Task instructions: List each line of the data that holds the string "Validation", please.

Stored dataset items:

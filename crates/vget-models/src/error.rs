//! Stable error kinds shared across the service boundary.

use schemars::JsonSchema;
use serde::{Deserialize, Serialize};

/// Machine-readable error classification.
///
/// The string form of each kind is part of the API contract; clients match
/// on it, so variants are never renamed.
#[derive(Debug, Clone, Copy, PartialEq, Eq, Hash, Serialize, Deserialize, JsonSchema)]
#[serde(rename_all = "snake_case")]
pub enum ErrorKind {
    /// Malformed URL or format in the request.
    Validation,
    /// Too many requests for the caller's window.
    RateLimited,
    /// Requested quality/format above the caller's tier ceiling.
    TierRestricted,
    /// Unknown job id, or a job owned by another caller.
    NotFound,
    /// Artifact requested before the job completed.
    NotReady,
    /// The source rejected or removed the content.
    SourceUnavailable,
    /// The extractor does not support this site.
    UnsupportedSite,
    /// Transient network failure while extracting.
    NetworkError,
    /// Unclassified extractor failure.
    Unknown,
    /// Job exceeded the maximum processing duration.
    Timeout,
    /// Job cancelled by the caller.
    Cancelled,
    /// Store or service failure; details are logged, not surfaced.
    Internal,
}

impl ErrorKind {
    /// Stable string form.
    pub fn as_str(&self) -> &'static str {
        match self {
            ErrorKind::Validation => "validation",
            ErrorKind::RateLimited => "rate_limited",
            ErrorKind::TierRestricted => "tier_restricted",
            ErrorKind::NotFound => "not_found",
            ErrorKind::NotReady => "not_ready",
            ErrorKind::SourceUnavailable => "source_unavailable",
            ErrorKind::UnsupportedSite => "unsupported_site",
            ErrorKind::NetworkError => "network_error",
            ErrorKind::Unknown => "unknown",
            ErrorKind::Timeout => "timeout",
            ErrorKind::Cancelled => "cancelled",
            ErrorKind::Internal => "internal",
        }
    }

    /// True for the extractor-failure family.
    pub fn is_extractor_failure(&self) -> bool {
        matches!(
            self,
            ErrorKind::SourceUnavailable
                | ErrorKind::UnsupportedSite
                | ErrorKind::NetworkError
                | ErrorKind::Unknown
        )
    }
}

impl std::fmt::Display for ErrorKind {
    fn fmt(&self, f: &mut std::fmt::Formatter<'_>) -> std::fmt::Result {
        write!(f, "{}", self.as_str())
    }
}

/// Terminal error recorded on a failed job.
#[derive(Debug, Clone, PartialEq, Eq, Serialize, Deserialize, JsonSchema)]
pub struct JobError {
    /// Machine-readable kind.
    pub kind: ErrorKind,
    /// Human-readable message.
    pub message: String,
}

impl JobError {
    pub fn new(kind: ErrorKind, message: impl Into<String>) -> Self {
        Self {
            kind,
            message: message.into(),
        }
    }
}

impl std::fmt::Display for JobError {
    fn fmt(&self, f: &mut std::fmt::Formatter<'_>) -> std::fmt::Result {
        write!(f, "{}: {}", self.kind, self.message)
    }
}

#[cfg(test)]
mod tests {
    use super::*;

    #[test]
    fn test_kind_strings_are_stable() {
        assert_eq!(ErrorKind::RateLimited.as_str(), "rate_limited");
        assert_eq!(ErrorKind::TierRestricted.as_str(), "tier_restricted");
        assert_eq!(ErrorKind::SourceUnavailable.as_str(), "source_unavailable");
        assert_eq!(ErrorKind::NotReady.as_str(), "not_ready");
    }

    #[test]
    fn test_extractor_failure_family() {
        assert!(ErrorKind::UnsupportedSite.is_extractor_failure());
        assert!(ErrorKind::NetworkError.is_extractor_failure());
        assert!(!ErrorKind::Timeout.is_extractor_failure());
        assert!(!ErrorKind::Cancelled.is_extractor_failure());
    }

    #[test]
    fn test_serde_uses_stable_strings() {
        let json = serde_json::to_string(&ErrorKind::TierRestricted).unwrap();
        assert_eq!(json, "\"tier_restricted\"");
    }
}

---

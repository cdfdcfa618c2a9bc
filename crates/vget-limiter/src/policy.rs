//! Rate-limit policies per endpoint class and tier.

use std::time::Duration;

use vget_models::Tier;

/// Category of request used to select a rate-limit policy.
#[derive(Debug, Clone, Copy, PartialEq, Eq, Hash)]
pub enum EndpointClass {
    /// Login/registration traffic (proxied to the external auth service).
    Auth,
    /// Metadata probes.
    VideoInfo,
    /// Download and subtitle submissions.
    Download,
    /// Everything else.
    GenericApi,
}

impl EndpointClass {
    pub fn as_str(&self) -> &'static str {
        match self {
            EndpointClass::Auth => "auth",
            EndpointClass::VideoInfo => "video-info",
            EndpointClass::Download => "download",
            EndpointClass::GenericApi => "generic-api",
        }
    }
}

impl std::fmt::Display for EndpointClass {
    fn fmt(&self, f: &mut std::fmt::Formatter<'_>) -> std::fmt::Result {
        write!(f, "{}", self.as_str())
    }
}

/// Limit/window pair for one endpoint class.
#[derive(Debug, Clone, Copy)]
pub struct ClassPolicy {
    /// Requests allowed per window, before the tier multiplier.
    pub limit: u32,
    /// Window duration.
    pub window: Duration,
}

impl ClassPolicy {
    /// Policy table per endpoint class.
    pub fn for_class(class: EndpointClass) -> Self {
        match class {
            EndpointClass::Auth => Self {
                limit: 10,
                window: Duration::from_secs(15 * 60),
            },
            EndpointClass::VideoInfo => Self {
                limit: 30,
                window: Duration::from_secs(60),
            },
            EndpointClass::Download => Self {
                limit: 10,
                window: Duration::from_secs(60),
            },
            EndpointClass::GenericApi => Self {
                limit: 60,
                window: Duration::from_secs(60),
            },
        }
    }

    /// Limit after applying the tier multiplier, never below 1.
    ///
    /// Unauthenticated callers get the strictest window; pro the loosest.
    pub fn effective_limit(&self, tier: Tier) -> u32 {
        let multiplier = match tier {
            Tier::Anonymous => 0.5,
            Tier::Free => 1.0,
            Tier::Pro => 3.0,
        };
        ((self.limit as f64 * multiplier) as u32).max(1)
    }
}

Exercise output:
    Validation,
            ErrorKind::Validation => "validation",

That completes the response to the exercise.